Do having this descriptive urls bring us other benefits?
Should we limit the size of the URL to certain amount of words?
Thanks for you time.
There are several benefits to descriptive URIs:
It can help with search engine optimization if they include relevant keywords
URIs without query parameters can be cached for GET requests (query parameters prevent caching)
They are descriptive to the user, so their location within the site is clearer to them. This is helpful if they save the link too, or give it to a friend. The web benefits from semantic content, and this is just another way to provide it.
They may also be able to modify the URI directly, though this is a potential downside too.
It is generally good to keep the length under 256 characters due to legacy constraints, but today, the actual limit in practice is not well defined.
Descriptive URLS feature major SEO benefits, as search engines weigh the contents of the URL heavily.
There are many benefits to it. Not only do they work better for SEO, but they are often times hackable for your end-users.
https://stackoverflow.com/questions/tagged/php
That tells me pretty straight forward that I'm going to find questions tagged as "PHP." Without knowing any special rules, I could guess how to find the jQuery questions.
You will run into a limit on the amount of space you can squeeze into a url, but limit the urls to core-terms (like titles to an article, etc) and you'll be fine.

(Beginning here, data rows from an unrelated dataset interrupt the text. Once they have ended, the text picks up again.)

#![allow(dead_code)]

use std::collections::VecDeque;
use std::sync::atomic::{AtomicBool, AtomicUsize, Ordering};
use std::sync::{Arc, Mutex, Once};
use std::time::Duration;

use futures_util::{stream, StreamExt};
use genwatch_core::{GenerationConfig, JobId, JobStatus, ObserverOutcome};
use genwatch_engine::{
    BackendError, DocumentSnapshot, EventStream, FailureKind, GenerationBackend, ObserverEvent,
    ObserverSink, ObserverUpdate, StreamEvent, TestSnapshot,
};

pub fn init_logging() {
    static INIT: Once = Once::new();
    INIT.call_once(engine_logging::initialize_for_tests);
}

pub fn document(status: JobStatus, log_len: usize) -> DocumentSnapshot {
    DocumentSnapshot {
        status,
        generation_log: (1..=log_len).map(|i| format!("step {i}")).collect(),
        content: None,
    }
}

pub fn question(n: usize) -> serde_json::Value {
    serde_json::json!({ "id": n, "prompt": format!("question {n}") })
}

pub fn network_error() -> BackendError {
    BackendError::new(FailureKind::Network, "connection refused")
}

/// Scripted in-memory backend. Document fetches pop from a queue and keep
/// returning the last successful snapshot once it runs dry.
#[derive(Default)]
pub struct FakeBackend {
    documents: Mutex<VecDeque<Result<DocumentSnapshot, BackendError>>>,
    last_document: Mutex<Option<DocumentSnapshot>>,
    fetch_delay: Mutex<Duration>,
    test: Mutex<Option<Result<TestSnapshot, BackendError>>>,
    stream_events: Mutex<Vec<Result<StreamEvent, BackendError>>>,
    stream_hangs: AtomicBool,
    cancel_fails: AtomicBool,
    pub document_fetches: AtomicUsize,
    pub test_fetches: AtomicUsize,
    pub cancels: AtomicUsize,
    pub restarts: AtomicUsize,
    pub created: AtomicUsize,
    pub started: AtomicUsize,
}

impl FakeBackend {
    pub fn new() -> Arc<Self> {
        Arc::new(Self::default())
    }

    pub fn push_document(&self, snapshot: Result<DocumentSnapshot, BackendError>) {
        self.documents.lock().unwrap().push_back(snapshot);
    }

    pub fn set_fetch_delay(&self, delay: Duration) {
        *self.fetch_delay.lock().unwrap() = delay;
    }

    pub fn set_test(&self, snapshot: Result<TestSnapshot, BackendError>) {
        *self.test.lock().unwrap() = Some(snapshot);
    }

    pub fn set_stream(&self, events: Vec<Result<StreamEvent, BackendError>>, hangs: bool) {
        *self.stream_events.lock().unwrap() = events;
        self.stream_hangs.store(hangs, Ordering::SeqCst);
    }

    pub fn fail_cancel(&self) {
        self.cancel_fails.store(true, Ordering::SeqCst);
    }

    pub fn count(counter: &AtomicUsize) -> usize {
        counter.load(Ordering::SeqCst)
    }
}

#[async_trait::async_trait]
impl GenerationBackend for FakeBackend {
    async fn create_document(
        &self,
        _workspace_id: &str,
        _config: &GenerationConfig,
    ) -> Result<JobId, BackendError> {
        let n = self.created.fetch_add(1, Ordering::SeqCst) + 1;
        Ok(JobId::new(format!("doc-{n}")))
    }

    async fn start_document(
        &self,
        _job_id: &JobId,
        _config: &GenerationConfig,
    ) -> Result<(), BackendError> {
        self.started.fetch_add(1, Ordering::SeqCst);
        Ok(())
    }

    async fn fetch_document(&self, _job_id: &JobId) -> Result<DocumentSnapshot, BackendError> {
        self.document_fetches.fetch_add(1, Ordering::SeqCst);
        let delay = *self.fetch_delay.lock().unwrap();
        if !delay.is_zero() {
            tokio::time::sleep(delay).await;
        }
        let next = self.documents.lock().unwrap().pop_front();
        match next {
            Some(Ok(snapshot)) => {
                *self.last_document.lock().unwrap() = Some(snapshot.clone());
                Ok(snapshot)
            }
            Some(Err(err)) => Err(err),
            None => self
                .last_document
                .lock()
                .unwrap()
                .clone()
                .ok_or_else(network_error),
        }
    }

    async fn cancel_document(&self, _job_id: &JobId) -> Result<(), BackendError> {
        self.cancels.fetch_add(1, Ordering::SeqCst);
        if self.cancel_fails.load(Ordering::SeqCst) {
            return Err(network_error());
        }
        Ok(())
    }

    async fn restart_document(
        &self,
        _job_id: &JobId,
        _config: Option<&GenerationConfig>,
    ) -> Result<(), BackendError> {
        self.restarts.fetch_add(1, Ordering::SeqCst);
        Ok(())
    }

    async fn create_test(
        &self,
        _workspace_id: &str,
        _config: &GenerationConfig,
    ) -> Result<JobId, BackendError> {
        let n = self.created.fetch_add(1, Ordering::SeqCst) + 1;
        Ok(JobId::new(format!("test-{n}")))
    }

    async fn open_test_stream(&self, _job_id: &JobId) -> Result<EventStream, BackendError> {
        let events = std::mem::take(&mut *self.stream_events.lock().unwrap());
        let scripted = stream::iter(events);
        if self.stream_hangs.load(Ordering::SeqCst) {
            Ok(scripted.chain(stream::pending()).boxed())
        } else {
            Ok(scripted.boxed())
        }
    }

    async fn fetch_test(&self, _job_id: &JobId) -> Result<TestSnapshot, BackendError> {
        self.test_fetches.fetch_add(1, Ordering::SeqCst);
        self.test
            .lock()
            .unwrap()
            .clone()
            .unwrap_or_else(|| Err(network_error()))
    }

    async fn submit_answer(
        &self,
        _job_id: &JobId,
        _question_id: &str,
        _answer: &str,
    ) -> Result<(), BackendError> {
        Ok(())
    }

    async fn complete_test(&self, _job_id: &JobId) -> Result<(), BackendError> {
        Ok(())
    }
}

#[derive(Default)]
pub struct RecordingSink {
    events: Mutex<Vec<ObserverEvent>>,
}

impl RecordingSink {
    pub fn new() -> Arc<Self> {
        Arc::new(Self::default())
    }

    pub fn events(&self) -> Vec<ObserverEvent> {
        self.events.lock().unwrap().clone()
    }

    pub fn updates(&self) -> Vec<ObserverUpdate> {
        self.events().into_iter().map(|event| event.update).collect()
    }

    pub fn log_batches(&self) -> Vec<Vec<String>> {
        self.updates()
            .into_iter()
            .filter_map(|update| match update {
                ObserverUpdate::LogLines(lines) => Some(lines),
                _ => None,
            })
            .collect()
    }

    pub fn progress(&self) -> Vec<u8> {
        self.updates()
            .into_iter()
            .filter_map(|update| match update {
                ObserverUpdate::Progress(percent) => Some(percent),
                _ => None,
            })
            .collect()
    }

    pub fn finished(&self) -> Vec<(ObserverOutcome, Option<Vec<serde_json::Value>>)> {
        self.updates()
            .into_iter()
            .filter_map(|update| match update {
                ObserverUpdate::Finished { outcome, items } => Some((outcome, items)),
                _ => None,
            })
            .collect()
    }
}

impl ObserverSink for RecordingSink {
    fn emit(&self, event: ObserverEvent) {
        self.events.lock().unwrap().push(event);
    }
}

One suggestion is to use these types of urls, but have a fall-back plan. For instance, the url to this question is:
Is having a descriptive URL needed to be a web 2.0 website?
The first parameter is 1347835, which is the question id. The second parameter is the question title. The title here is completely optional. It's not needed to access this page, but when you use it in links it increases the SEO for this page.
If you were to require the title be exact, that may cause more problems than you want. Make the SEO-content like this optional for loading the content itself. SO only requires the question-id, as I stated before.